Turn to the magazine's one-page interview. Maathai was asked about the environment, empowerment, education, good government, sustainable development, employment and the future. Her answer to the first question (I will abridge each as fairly as possible) was sensible enough. Problems were "Actually symptoms of larger problems...Our country was so hungry for cash crops that...degradation of land was widespread." After winning independence from Great Britain in 1963, Kenyans endured forty years of a repressive, corrupt, negligent, one-party state before a democratic revolution in 2002. Freedom House, the most respected arbiter of polity, notes Kenya's "energetic and robust civil society," as well as its stalwart independent press — crediting the work of activists like Ms. Maathai, though it does not mention her by name.
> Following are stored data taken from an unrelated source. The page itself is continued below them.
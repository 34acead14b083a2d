//! The geofence containment index.
//!
//! A [`GeofenceIndex`] holds the full geofence set for a run and answers
//! "which polygons contain point P". The index is immutable once built;
//! a reload builds a fresh index and the caller swaps the whole structure
//! atomically (behind an `Arc`), so in-flight containment checks never
//! observe a half-updated state.
//!
//! # Overlap semantics
//!
//! Containment is a **set**: when a point falls inside both a parent
//! fence and a nested child, both names are reported. Callers that need
//! a single "most specific" answer use [`GeofenceIndex::most_specific`],
//! which prefers a fence carrying a parent link.

use std::collections::BTreeSet;

use freightwatch_types::{GeofenceKind, Position};

use crate::error::GeoError;
use crate::geofence::Geofence;

/// Immutable containment index over a set of geofences.
#[derive(Debug, Clone)]
pub struct GeofenceIndex {
    /// All geofences, in load order. Names are unique.
    fences: Vec<Geofence>,
}

impl GeofenceIndex {
    /// Build an index from a geofence set.
    ///
    /// # Errors
    ///
    /// Returns [`GeoError::EmptyIndex`] for an empty set (no reference
    /// data is a fatal startup condition) and [`GeoError::UnknownParent`]
    /// if any parent link does not resolve within the set.
    pub fn build(fences: Vec<Geofence>) -> Result<Self, GeoError> {
        if fences.is_empty() {
            return Err(GeoError::EmptyIndex);
        }
        let names: BTreeSet<&str> = fences.iter().map(|f| f.name.as_str()).collect();
        for fence in &fences {
            if let Some(parent) = &fence.parent
                && !names.contains(parent.as_str())
            {
                return Err(GeoError::UnknownParent {
                    name: fence.name.clone(),
                    parent: parent.clone(),
                });
            }
        }
        Ok(Self { fences })
    }

    /// All geofence names whose polygon contains the point.
    ///
    /// Candidates are narrowed by the bounding-box prefilter before the
    /// exact ray-casting test runs.
    pub fn containing(&self, p: Position) -> BTreeSet<&str> {
        self.fences
            .iter()
            .filter(|f| f.contains(p))
            .map(|f| f.name.as_str())
            .collect()
    }

    /// The most specific geofence containing the point: among the
    /// containing set, a fence with a parent link wins over one without.
    /// Returns `None` when the point is outside every fence.
    pub fn most_specific(&self, p: Position) -> Option<&Geofence> {
        let mut best: Option<&Geofence> = None;
        for fence in self.fences.iter().filter(|f| f.contains(p)) {
            match best {
                None => best = Some(fence),
                Some(current) if current.parent.is_none() && fence.parent.is_some() => {
                    best = Some(fence);
                }
                Some(_) => {}
            }
        }
        best
    }

    /// Look up a geofence by name.
    pub fn get(&self, name: &str) -> Option<&Geofence> {
        self.fences.iter().find(|f| f.name == name)
    }

    /// Centroid of a named geofence, if present.
    pub fn centroid(&self, name: &str) -> Option<Position> {
        self.get(name).map(Geofence::centroid)
    }

    /// All geofences of the given kind, in load order.
    pub fn of_kind(&self, kind: GeofenceKind) -> Vec<&Geofence> {
        self.fences.iter().filter(|f| f.kind == kind).collect()
    }

    /// Iterate over all geofences.
    pub fn iter(&self) -> impl Iterator<Item = &Geofence> {
        self.fences.iter()
    }

    /// Number of geofences in the index.
    pub fn len(&self) -> usize {
        self.fences.len()
    }

    /// Whether the index is empty. Construction forbids this, so the
    /// answer is always `false` for a built index.
    pub fn is_empty(&self) -> bool {
        self.fences.is_empty()
    }
}

#[cfg(test)]
#[allow(clippy::unwrap_used)]
mod tests {
    use super::*;
    use crate::geofence::square_fence;

    fn demo_index() -> GeofenceIndex {
        let terminal = square_fence(
            "NLRTM Terminal",
            GeofenceKind::Terminal,
            Position::new(51.95, 4.05),
            0.5,
            None,
        )
        .unwrap();
        // Rail ramp nested inside the terminal complex.
        let ramp = square_fence(
            "NLRTM Rail Ramp",
            GeofenceKind::RailRamp,
            Position::new(51.95, 4.05),
            0.1,
            Some("NLRTM Terminal".to_owned()),
        )
        .unwrap();
        let depot = square_fence(
            "DEHAM Depot",
            GeofenceKind::Depot,
            Position::new(53.55, 9.99),
            0.3,
            None,
        )
        .unwrap();
        GeofenceIndex::build(vec![terminal, ramp, depot]).unwrap()
    }

    #[test]
    fn empty_index_is_fatal() {
        let result = GeofenceIndex::build(vec![]);
        assert!(matches!(result, Err(GeoError::EmptyIndex)));
    }

    #[test]
    fn unknown_parent_rejected() {
        let ramp = square_fence(
            "USNYC Rail Ramp",
            GeofenceKind::RailRamp,
            Position::new(40.7, -74.0),
            0.1,
            Some("USNYC Terminal".to_owned()),
        )
        .unwrap();
        let result = GeofenceIndex::build(vec![ramp]);
        assert!(matches!(result, Err(GeoError::UnknownParent { .. })));
    }

    #[test]
    fn point_inside_single_fence_returns_exactly_that_fence() {
        let index = demo_index();
        let inside_depot = Position::new(53.55, 9.99);
        let set = index.containing(inside_depot);
        assert_eq!(set.len(), 1);
        assert!(set.contains("DEHAM Depot"));
    }

    #[test]
    fn point_outside_all_fences_returns_empty_set() {
        let index = demo_index();
        let mid_atlantic = Position::new(40.0, -35.0);
        assert!(index.containing(mid_atlantic).is_empty());
    }

    #[test]
    fn nested_fences_both_reported() {
        let index = demo_index();
        let inside_ramp = Position::new(51.95, 4.05);
        let set = index.containing(inside_ramp);
        assert_eq!(set.len(), 2);
        assert!(set.contains("NLRTM Terminal"));
        assert!(set.contains("NLRTM Rail Ramp"));
    }

    #[test]
    fn most_specific_prefers_child() {
        let index = demo_index();
        let inside_ramp = Position::new(51.95, 4.05);
        let fence = index.most_specific(inside_ramp).unwrap();
        assert_eq!(fence.name, "NLRTM Rail Ramp");
    }

    #[test]
    fn most_specific_outside_is_none() {
        let index = demo_index();
        assert!(index.most_specific(Position::new(0.0, 0.0)).is_none());
    }

    #[test]
    fn of_kind_filters() {
        let index = demo_index();
        assert_eq!(index.of_kind(GeofenceKind::Terminal).len(), 1);
        assert_eq!(index.of_kind(GeofenceKind::Depot).len(), 1);
        assert_eq!(index.of_kind(GeofenceKind::RailRamp).len(), 1);
    }

    #[test]
    fn point_inside_terminal_but_outside_ramp() {
        let index = demo_index();
        // Inside the 0.5-degree terminal square, outside the 0.1-degree
        // ramp square.
        let p = Position::new(51.95, 4.35);
        let set = index.containing(p);
        assert_eq!(set.len(), 1);
        assert!(set.contains("NLRTM Terminal"));
    }
}
//! The telemetry delivery seam.
//!
//! Sinks receive rendered telemetry events asynchronously. Delivery is
//! best-effort: a failed append is retried once after a short backoff,
//! then the event is dropped and counted. A slow or failing sink must
//! never hold up ticking the rest of the fleet, so the scheduler treats
//! drops as a health signal rather than an error.

use std::sync::atomic::{AtomicU64, Ordering};
use std::sync::Arc;

use freightwatch_types::TelemetryEvent;
use tracing::{info, warn};

/// Where rendered telemetry events go.
#[async_trait::async_trait]
pub trait TelemetrySink: Send + Sync {
    /// Append one event. Errors are retried once by the deliverer.
    async fn append(&self, event: &TelemetryEvent) -> Result<(), SinkError>;
}

/// Opaque sink failure.
#[derive(Debug, thiserror::Error)]
#[error("telemetry sink failure: {reason}")]
pub struct SinkError {
    /// Human-readable failure description.
    pub reason: String,
}

/// Backoff before the single retry, real milliseconds.
const RETRY_BACKOFF_MS: u64 = 50;

/// Deliver one event with retry-then-drop semantics. Returns whether
/// the event was stored; a dropped event increments `dropped`.
pub async fn deliver(
    sink: &dyn TelemetrySink,
    event: &TelemetryEvent,
    dropped: &Arc<AtomicU64>,
) -> bool {
    if sink.append(event).await.is_ok() {
        return true;
    }
    tokio::time::sleep(tokio::time::Duration::from_millis(RETRY_BACKOFF_MS)).await;
    match sink.append(event).await {
        Ok(()) => true,
        Err(error) => {
            let total = dropped.fetch_add(1, Ordering::Relaxed).saturating_add(1);
            warn!(
                tracker = %event.tracker_id,
                kind = %event.event_type,
                %error,
                total_dropped = total,
                "telemetry event dropped after retry"
            );
            false
        }
    }
}

/// A sink that logs every event as a structured line. The default when
/// no external sink is configured.
#[derive(Debug, Clone, Copy, Default)]
pub struct LogSink;

#[async_trait::async_trait]
impl TelemetrySink for LogSink {
    async fn append(&self, event: &TelemetryEvent) -> Result<(), SinkError> {
        info!(
            tracker = %event.tracker_id,
            asset = %event.asset_name,
            kind = %event.event_type,
            lat = event.lat,
            lon = event.lon,
            location = event.event_location.as_deref().unwrap_or("-"),
            "telemetry"
        );
        Ok(())
    }
}
//! Shared type definitions for the Freightwatch container simulation.
//!
//! This crate is the single source of truth for all types used across the
//! Freightwatch workspace: identifiers, transport/event enumerations, the
//! external telemetry schema, and route/alert records.
//!
//! # Modules
//!
//! - [`ids`] -- Type-safe UUID wrappers for all entity identifiers
//! - [`enums`] -- Enumeration types (transport modes, event kinds, geofence kinds)
//! - [`position`] -- Geographic position with longitude normalization
//! - [`route`] -- Waypoints and routes produced by the route generator
//! - [`telemetry`] -- The external telemetry schema, gate events, and alerts
//! - [`metadata`] -- Container identity metadata and generators

pub mod enums;
pub mod ids;
pub mod metadata;
pub mod position;
pub mod route;
pub mod telemetry;

// Re-export all public types at crate root for convenience.
pub use enums::{EventKind, GateDirection, GeofenceKind, TransportMode};
pub use ids::{AlertId, ContainerId, GeofenceId};
pub use metadata::ContainerMetadata;
pub use position::{normalize_lon, Position};
pub use route::{Route, Waypoint, WaypointKind};
pub use telemetry::{AlertRecord, GateEvent, TelemetryEvent};
//! Container simulation core for Freightwatch.
//!
//! Drives per-container journeys along generated routes: a simulated
//! clock decoupled from wall time, the container state machine that
//! advances positions and emits telemetry, the pure event renderer, the
//! telemetry sink seam, and the batch scheduler that ticks the fleet.
//!
//! # Modules
//!
//! - [`error`] -- Simulation errors.
//! - [`config`] -- Typed YAML configuration for the whole workspace.
//! - [`clock`] -- [`SimClock`]: simulated time with a speed multiplier.
//! - [`container`] -- [`Container`] state machine and phases.
//! - [`emitter`] -- [`EventEmitter`]: rendering telemetry events.
//! - [`sink`] -- [`TelemetrySink`] seam with retry-then-drop delivery.
//! - [`runner`] -- Batch tick scheduler and control state.
//!
//! [`SimClock`]: clock::SimClock
//! [`Container`]: container::Container
//! [`EventEmitter`]: emitter::EventEmitter
//! [`TelemetrySink`]: sink::TelemetrySink

pub mod clock;
pub mod config;
pub mod container;
pub mod emitter;
pub mod error;
pub mod runner;
pub mod sink;

pub use clock::SimClock;
pub use config::{ConfigError, SimulationConfig};
pub use container::{Container, ContainerPhase, ContainerTuning, TickEvent};
pub use emitter::EventEmitter;
pub use error::SimError;
pub use runner::{ControlState, RunSummary, Scheduler, TickSummary};
pub use sink::{LogSink, SinkError, TelemetrySink};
It is in Maathai's second answer that we see how democracy and the environment figure. "[I] suggested we engage women in tree planting to solve these problems." Government opposition swiftly came, she said, "Because we had organized and challenged the mismanagement of the environment." No! The regime of Daniel arap Moi was responding to a challenge of its authority. Power was most important to the Moi government. If Maathai had not, using the momentum of her Green Belt Movement, contributed to civil disobedience it seems unlikely that she would have caught Nairobi's attention. Her third answer: "When people are educated to the links between environment and government, they can improve both." Again: what begot what?
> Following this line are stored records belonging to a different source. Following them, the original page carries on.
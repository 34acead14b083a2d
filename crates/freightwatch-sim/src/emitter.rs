//! Rendering tick events into the external telemetry schema.
//!
//! The emitter is pure: it maps a semantic event plus container identity
//! and optional geofence context into a [`TelemetryEvent`]. The only
//! randomness is the transmission delay between the event happening and
//! the tracker reporting it, which keeps `ReportTime >= EventTime`.

use chrono::Duration;
use freightwatch_geo::Geofence;
use freightwatch_types::{ContainerMetadata, TelemetryEvent};
use rand::Rng;

use crate::container::TickEvent;

/// Renders [`TickEvent`]s into [`TelemetryEvent`]s.
#[derive(Debug, Clone, Copy)]
pub struct EventEmitter {
    /// Shortest transmission delay, seconds.
    pub report_delay_min_secs: i64,
    /// Longest transmission delay, seconds.
    pub report_delay_max_secs: i64,
}

impl Default for EventEmitter {
    fn default() -> Self {
        Self {
            report_delay_min_secs: 30,
            report_delay_max_secs: 600,
        }
    }
}

impl EventEmitter {
    /// Render one event. `location` is the most specific geofence
    /// containing the event position, when any.
    pub fn render(
        &self,
        metadata: &ContainerMetadata,
        event: TickEvent,
        location: Option<&Geofence>,
        rng: &mut impl Rng,
    ) -> TelemetryEvent {
        let delay_secs = rng.random_range(self.report_delay_min_secs..=self.report_delay_max_secs);
        let report_time = event
            .time
            .checked_add_signed(Duration::seconds(delay_secs))
            .unwrap_or(event.time);

        TelemetryEvent {
            tracker_id: metadata.tracker_id.clone(),
            asset_name: metadata.container_id.clone(),
            event_time: event.time,
            report_time,
            event_type: event.kind,
            lat: event.position.lat,
            lon: event.position.lon,
            event_location: location.map(|f| f.name.clone()),
            event_location_country: location.and_then(|f| f.country().map(str::to_owned)),
        }
    }
}
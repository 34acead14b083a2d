//! Alerting pipeline for Freightwatch.
//!
//! Gate events flow from the scheduler into a bounded queue, through the
//! deduplicating pipeline, and into the in-memory alert store. The
//! pipeline never applies backpressure to telemetry production: when the
//! queue is full the newest event is dropped and counted.
//!
//! # Modules
//!
//! - [`queue`] -- Bounded gate-event queue with drop-newest overflow.
//! - [`pipeline`] -- [`AlertPipeline`]: gate-in filtering and dedup.
//! - [`store`] -- [`AlertStore`]: capped newest-first alert history.
//! - [`sink`] -- [`AlertSink`] seam with retry-then-drop delivery.
//!
//! [`AlertPipeline`]: pipeline::AlertPipeline
//! [`AlertStore`]: store::AlertStore
//! [`AlertSink`]: sink::AlertSink

pub mod pipeline;
pub mod queue;
pub mod sink;
pub mod store;

pub use pipeline::AlertPipeline;
pub use queue::{bounded_gate_queue, GateReceiver, GateSender};
pub use sink::{AlertSink, AlertSinkError, LogAlertSink};
pub use store::AlertStore;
Maathai says for her fourth answer that "Without a government that is respectful of people's rights, the environment will gradually be destroyed by privatization of public lands," and this is where we can see how environmentalism has, for Maathai, displaced polity founded on government by consent and self-determination. Kenya withered under government kleptocracy, not plutocracy, Moi's legacy being a deep-rooted corruption that today challenges Kenya's liberal Kenyan African National Union. Private property in a capitalist system encourages cultivation, and public appeals from a civil society insure national stewardship. Maathai's "privatization" was jobbery.

In her fifth answer Maathai posits that "If we manage resources more responsibly and share them more equitably, many conflicts over them will be reduced." For a third time, she misses the antecedent. In terms of land claims it is only incursions on sovereign boundaries that stir modern democracies to arms (see the Mexican and Falklands Wars) while domestic contestations, however grim, are resolved civilly (see Oregon's Klamath Basin).

Maathai's sixth answer betrays an unfamiliarity with Kenya's new system. Yes, destitute regions may require Nairobi's direct investment and constitution but to suppose that "People need opportunities and resources in the places they live," well, that is to effect a central planning that — even in the name of assurance — does great harm. Free markets are not floral arrangements: employment will come from wherever the market requires it.

Maathai concludes with hopes for the future of Kenya's youth, that "They can achieve something worthwhile." Certainly they can but with more difficulty should they continue to receive guidance like this. Elsewhere in National Geographic's September issue, the obligatory article on AIDS is bowdlerized. No, by this time very few people are ignorant of how the virus is transmitted; but for all the statistics and narratives offered for Africa's (and Kenya's) victims, an assessment of how a disease communicated by indiscriminate behavior is absent. How, then, can the problem be solved if its anatomy goes partly unexamined?

Well, we know what Wangari Maathai thinks of AIDS, and National Geographic has published to what she attributes Kenya's awakening. It is all right for someone to take part in great deeds they don't understand so long as no one simply assumes they do, and does not try to conflate circumscribed expertise with knowledge of everything else. Kenyans have a nation to bring up, and do not need muddled advice.